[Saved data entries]

#[cfg(test)]
mod tests {
    use super::*;
    use crate::utils::Crc32Mpeg2;
    use std::sync::atomic::AtomicUsize;
    use std::sync::Mutex;

    fn ts_packet(pid: u16, pusi: bool, payload: &[u8]) -> Vec<u8> {
        let mut pkt = vec![0u8; super::super::types::TS_PACKET_SIZE];
        pkt[0] = 0x47;
        pkt[1] = if pusi { 0x40 } else { 0x00 } | ((pid >> 8) as u8 & 0x1f);
        pkt[2] = (pid & 0xff) as u8;
        pkt[3] = 0x10;
        let n = payload.len().min(184);
        pkt[4..4 + n].copy_from_slice(&payload[..n]);
        pkt
    }

    fn pat_section(pmt_pid: u16) -> Vec<u8> {
        let mut body = vec![
            0x00, 0xB0, 0x0D, 0x00, 0x01, 0xC1, 0x00, 0x00, 0x00, 0x01,
            (0xE0 | (pmt_pid >> 8) as u8), (pmt_pid & 0xff) as u8,
        ];
        let crc = Crc32Mpeg2::new().calculate(&body);
        body.extend_from_slice(&crc.to_be_bytes());
        let mut section = vec![0x00]; // pointer_field
        section.extend_from_slice(&body);
        section
    }

    fn pmt_section(video_pid: u16) -> Vec<u8> {
        let mut body = vec![
            0x02, 0xB0, 0x12, 0x00, 0x01, 0xC1, 0x00, 0x00,
            0xE0, (video_pid & 0xff) as u8, 0xF0, 0x00,
            STREAM_TYPE_H264,
            (0xE0 | (video_pid >> 8) as u8), (video_pid & 0xff) as u8,
            0xF0, 0x00,
        ];
        let crc = Crc32Mpeg2::new().calculate(&body);
        body.extend_from_slice(&crc.to_be_bytes());
        let mut section = vec![0x00];
        section.extend_from_slice(&body);
        section
    }

    fn pes_packet(stream_id: u8, pts: u64, payload: &[u8]) -> Vec<u8> {
        fn encode_ts(marker4: u8, value: u64) -> [u8; 5] {
            let high = ((value >> 30) & 0x7) as u8;
            let mid = ((value >> 15) & 0x7fff) as u16;
            let low = (value & 0x7fff) as u16;
            [
                (marker4 << 4) | (high << 1) | 1,
                (mid >> 7) as u8,
                (((mid & 0x7f) as u8) << 1) | 1,
                (low >> 7) as u8,
                (((low & 0x7f) as u8) << 1) | 1,
            ]
        }
        let ts = encode_ts(0b0010, pts);
        let mut data = vec![0x00, 0x00, 0x01, stream_id];
        let pes_packet_length = 3 + 5 + payload.len();
        data.extend_from_slice(&(pes_packet_length as u16).to_be_bytes());
        data.push(0b1000_0000);
        data.push(0b0010_0000);
        data.push(5);
        data.extend_from_slice(&ts);
        data.extend_from_slice(payload);
        data
    }

    fn pes_packet_no_pts(stream_id: u8, payload: &[u8]) -> Vec<u8> {
        let mut data = vec![0x00, 0x00, 0x01, stream_id];
        let pes_packet_length = 3 + payload.len();
        data.extend_from_slice(&(pes_packet_length as u16).to_be_bytes());
        data.push(0b1000_0000);
        data.push(0b0000_0000); // PTS_DTS_flags = 0, no timestamp present
        data.push(0);
        data.extend_from_slice(payload);
        data
    }

    #[tokio::test]
    async fn test_malformed_pes_is_dropped_and_streaming_continues() {
        let mut stream = Vec::new();
        stream.extend(ts_packet(PID_PAT, true, &pat_section(0x1000)));
        stream.extend(ts_packet(0x1000, true, &pmt_section(0x101)));
        // First video PES has no PTS: decode_and_enqueue fails with MissingPTS,
        // and should be dropped rather than aborting the whole session.
        stream.extend(ts_packet(0x101, true, &pes_packet_no_pts(0xE0, &[0xAA, 0xBB])));
        // A well-formed PES follows and must still be delivered.
        stream.extend(ts_packet(0x101, true, &pes_packet(0xE0, 12345, &[0xDE, 0xAD])));

        let mut demuxer = Demuxer::new();
        demuxer.open_bytes(stream);

        let events = Arc::new(Mutex::new(Vec::new()));
        let events_clone = events.clone();
        demuxer.on(EventName::Video, move |event| {
            events_clone.lock().unwrap().push(event.clone());
        });

        demuxer.start_streaming(0).await.unwrap();

        let events = events.lock().unwrap();
        assert_eq!(events.len(), 1);
        match &events[0] {
            DemuxEvent::Video { dts, payload, .. } => {
                assert_eq!(*dts, 12345);
                assert_eq!(payload, &vec![0xDE, 0xAD]);
            }
            _ => panic!("expected a video event"),
        }
    }

    #[tokio::test]
    async fn test_pat_pmt_video_end_to_end() {
        let mut stream = Vec::new();
        stream.extend(ts_packet(PID_PAT, true, &pat_section(0x1000)));
        stream.extend(ts_packet(0x1000, true, &pmt_section(0x101)));
        stream.extend(ts_packet(0x101, true, &pes_packet(0xE0, 90000, &[0xDE, 0xAD, 0xBE, 0xEF])));

        let mut demuxer = Demuxer::new();
        demuxer.open_bytes(stream);

        let events = Arc::new(Mutex::new(Vec::new()));
        let events_clone = events.clone();
        demuxer.on(EventName::Video, move |event| {
            events_clone.lock().unwrap().push(event.clone());
        });

        demuxer.start_streaming(0).await.unwrap();

        let events = events.lock().unwrap();
        assert_eq!(events.len(), 1);
        match &events[0] {
            DemuxEvent::Video { dts, payload, .. } => {
                assert_eq!(*dts, 90000);
                assert_eq!(payload, &vec![0xDE, 0xAD, 0xBE, 0xEF]);
            }
            _ => panic!("expected a video event"),
        }
    }

    #[tokio::test]
    async fn test_end_event_fires_once() {
        let mut stream = Vec::new();
        stream.extend(ts_packet(PID_PAT, true, &pat_section(0x1000)));
        stream.extend(ts_packet(0x1000, true, &pmt_section(0x101)));
        stream.extend(ts_packet(0x101, true, &pes_packet(0xE0, 0, &[0x01])));

        let mut demuxer = Demuxer::new();
        demuxer.open_bytes(stream);

        let end_count = Arc::new(AtomicUsize::new(0));
        let end_count_clone = end_count.clone();
        demuxer.on(EventName::End, move |_| {
            end_count_clone.fetch_add(1, Ordering::SeqCst);
        });

        demuxer.start_streaming(0).await.unwrap();
        assert_eq!(end_count.load(Ordering::SeqCst), 1);
    }

    #[tokio::test]
    async fn test_deferred_pes_is_reparsed_after_pmt_arrives() {
        let mut stream = Vec::new();
        // Audio PES arrives before the PMT that declares its PID.
        stream.extend(ts_packet(0x102, true, &pes_packet(0xC0, 45000, &[0x01, 0x02])));
        stream.extend(ts_packet(PID_PAT, true, &pat_section(0x1000)));
        let mut pmt = vec![
            0x02, 0xB0, 0x12, 0x00, 0x01, 0xC1, 0x00, 0x00,
            0xE0, 0x02, 0xF0, 0x00,
            STREAM_TYPE_AAC,
            0xE1, 0x02, 0xF0, 0x00,
        ];
        let crc = Crc32Mpeg2::new().calculate(&pmt);
        pmt.extend_from_slice(&crc.to_be_bytes());
        let mut pmt_section_bytes = vec![0x00];
        pmt_section_bytes.extend_from_slice(&pmt);
        stream.extend(ts_packet(0x1000, true, &pmt_section_bytes));

        let mut demuxer = Demuxer::new();
        demuxer.open_bytes(stream);

        let events = Arc::new(Mutex::new(Vec::new()));
        let events_clone = events.clone();
        demuxer.on(EventName::Audio, move |event| {
            events_clone.lock().unwrap().push(event.clone());
        });

        demuxer.start_streaming(0).await.unwrap();
        assert_eq!(events.lock().unwrap().len(), 1);
    }
}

PROBLEM STATEMENT:
The response should consist of the entries, retyped exactly and in full.

YOUR RESPONSE:
#[cfg(test)]
mod tests {
    use super::*;
    use crate::utils::Crc32Mpeg2;
    use std::sync::atomic::AtomicUsize;
    use std::sync::Mutex;

    fn ts_packet(pid: u16, pusi: bool, payload: &[u8]) -> Vec<u8> {
        let mut pkt = vec![0u8; super::super::types::TS_PACKET_SIZE];
        pkt[0] = 0x47;
        pkt[1] = if pusi { 0x40 } else { 0x00 } | ((pid >> 8) as u8 & 0x1f);
        pkt[2] = (pid & 0xff) as u8;
        pkt[3] = 0x10;
        let n = payload.len().min(184);
        pkt[4..4 + n].copy_from_slice(&payload[..n]);
        pkt
    }

    fn pat_section(pmt_pid: u16) -> Vec<u8> {
        let mut body = vec![
            0x00, 0xB0, 0x0D, 0x00, 0x01, 0xC1, 0x00, 0x00, 0x00, 0x01,
            (0xE0 | (pmt_pid >> 8) as u8), (pmt_pid & 0xff) as u8,
        ];
        let crc = Crc32Mpeg2::new().calculate(&body);
        body.extend_from_slice(&crc.to_be_bytes());
        let mut section = vec![0x00]; // pointer_field
        section.extend_from_slice(&body);
        section
    }

    fn pmt_section(video_pid: u16) -> Vec<u8> {
        let mut body = vec![
            0x02, 0xB0, 0x12, 0x00, 0x01, 0xC1, 0x00, 0x00,
            0xE0, (video_pid & 0xff) as u8, 0xF0, 0x00,
            STREAM_TYPE_H264,
            (0xE0 | (video_pid >> 8) as u8), (video_pid & 0xff) as u8,
            0xF0, 0x00,
        ];
        let crc = Crc32Mpeg2::new().calculate(&body);
        body.extend_from_slice(&crc.to_be_bytes());
        let mut section = vec![0x00];
        section.extend_from_slice(&body);
        section
    }

    fn pes_packet(stream_id: u8, pts: u64, payload: &[u8]) -> Vec<u8> {
        fn encode_ts(marker4: u8, value: u64) -> [u8; 5] {
            let high = ((value >> 30) & 0x7) as u8;
            let mid = ((value >> 15) & 0x7fff) as u16;
            let low = (value & 0x7fff) as u16;
            [
                (marker4 << 4) | (high << 1) | 1,
                (mid >> 7) as u8,
                (((mid & 0x7f) as u8) << 1) | 1,
                (low >> 7) as u8,
                (((low & 0x7f) as u8) << 1) | 1,
            ]
        }
        let ts = encode_ts(0b0010, pts);
        let mut data = vec![0x00, 0x00, 0x01, stream_id];
        let pes_packet_length = 3 + 5 + payload.len();
        data.extend_from_slice(&(pes_packet_length as u16).to_be_bytes());
        data.push(0b1000_0000);
        data.push(0b0010_0000);
        data.push(5);
        data.extend_from_slice(&ts);
        data.extend_from_slice(payload);
        data
    }

    fn pes_packet_no_pts(stream_id: u8, payload: &[u8]) -> Vec<u8> {
        let mut data = vec![0x00, 0x00, 0x01, stream_id];
        let pes_packet_length = 3 + payload.len();
        data.extend_from_slice(&(pes_packet_length as u16).to_be_bytes());
        data.push(0b1000_0000);
        data.push(0b0000_0000); // PTS_DTS_flags = 0, no timestamp present
        data.push(0);
        data.extend_from_slice(payload);
        data
    }

    #[tokio::test]
    async fn test_malformed_pes_is_dropped_and_streaming_continues() {
        let mut stream = Vec::new();
        stream.extend(ts_packet(PID_PAT, true, &pat_section(0x1000)));
        stream.extend(ts_packet(0x1000, true, &pmt_section(0x101)));
        // First video PES has no PTS: decode_and_enqueue fails with MissingPTS,
        // and should be dropped rather than aborting the whole session.
        stream.extend(ts_packet(0x101, true, &pes_packet_no_pts(0xE0, &[0xAA, 0xBB])));
        // A well-formed PES follows and must still be delivered.
        stream.extend(ts_packet(0x101, true, &pes_packet(0xE0, 12345, &[0xDE, 0xAD])));

        let mut demuxer = Demuxer::new();
        demuxer.open_bytes(stream);

        let events = Arc::new(Mutex::new(Vec::new()));
        let events_clone = events.clone();
        demuxer.on(EventName::Video, move |event| {
            events_clone.lock().unwrap().push(event.clone());
        });

        demuxer.start_streaming(0).await.unwrap();

        let events = events.lock().unwrap();
        assert_eq!(events.len(), 1);
        match &events[0] {
            DemuxEvent::Video { dts, payload, .. } => {
                assert_eq!(*dts, 12345);
                assert_eq!(payload, &vec![0xDE, 0xAD]);
            }
            _ => panic!("expected a video event"),
        }
    }

    #[tokio::test]
    async fn test_pat_pmt_video_end_to_end() {
        let mut stream = Vec::new();
        stream.extend(ts_packet(PID_PAT, true, &pat_section(0x1000)));
        stream.extend(ts_packet(0x1000, true, &pmt_section(0x101)));
        stream.extend(ts_packet(0x101, true, &pes_packet(0xE0, 90000, &[0xDE, 0xAD, 0xBE, 0xEF])));

        let mut demuxer = Demuxer::new();
        demuxer.open_bytes(stream);

        let events = Arc::new(Mutex::new(Vec::new()));
        let events_clone = events.clone();
        demuxer.on(EventName::Video, move |event| {
            events_clone.lock().unwrap().push(event.clone());
        });

        demuxer.start_streaming(0).await.unwrap();

        let events = events.lock().unwrap();
        assert_eq!(events.len(), 1);
        match &events[0] {
            DemuxEvent::Video { dts, payload, .. } => {
                assert_eq!(*dts, 90000);
                assert_eq!(payload, &vec![0xDE, 0xAD, 0xBE, 0xEF]);
            }
            _ => panic!("expected a video event"),
        }
    }

    #[tokio::test]
    async fn test_end_event_fires_once() {
        let mut stream = Vec::new();
        stream.extend(ts_packet(PID_PAT, true, &pat_section(0x1000)));
        stream.extend(ts_packet(0x1000, true, &pmt_section(0x101)));
        stream.extend(ts_packet(0x101, true, &pes_packet(0xE0, 0, &[0x01])));

        let mut demuxer = Demuxer::new();
        demuxer.open_bytes(stream);

        let end_count = Arc::new(AtomicUsize::new(0));
        let end_count_clone = end_count.clone();
        demuxer.on(EventName::End, move |_| {
            end_count_clone.fetch_add(1, Ordering::SeqCst);
        });

        demuxer.start_streaming(0).await.unwrap();
        assert_eq!(end_count.load(Ordering::SeqCst), 1);
    }

    #[tokio::test]
    async fn test_deferred_pes_is_reparsed_after_pmt_arrives() {
        let mut stream = Vec::new();
        // Audio PES arrives before the PMT that declares its PID.
        stream.extend(ts_packet(0x102, true, &pes_packet(0xC0, 45000, &[0x01, 0x02])));
        stream.extend(ts_packet(PID_PAT, true, &pat_section(0x1000)));
        let mut pmt = vec![
            0x02, 0xB0, 0x12, 0x00, 0x01, 0xC1, 0x00, 0x00,
            0xE0, 0x02, 0xF0, 0x00,
            STREAM_TYPE_AAC,
            0xE1, 0x02, 0xF0, 0x00,
        ];
        let crc = Crc32Mpeg2::new().calculate(&pmt);
        pmt.extend_from_slice(&crc.to_be_bytes());
        let mut pmt_section_bytes = vec![0x00];
        pmt_section_bytes.extend_from_slice(&pmt);
        stream.extend(ts_packet(0x1000, true, &pmt_section_bytes));

        let mut demuxer = Demuxer::new();
        demuxer.open_bytes(stream);

        let events = Arc::new(Mutex::new(Vec::new()));
        let events_clone = events.clone();
        demuxer.on(EventName::Audio, move |event| {
            events_clone.lock().unwrap().push(event.clone());
        });

        demuxer.start_streaming(0).await.unwrap();
        assert_eq!(events.lock().unwrap().len(), 1);
    }
}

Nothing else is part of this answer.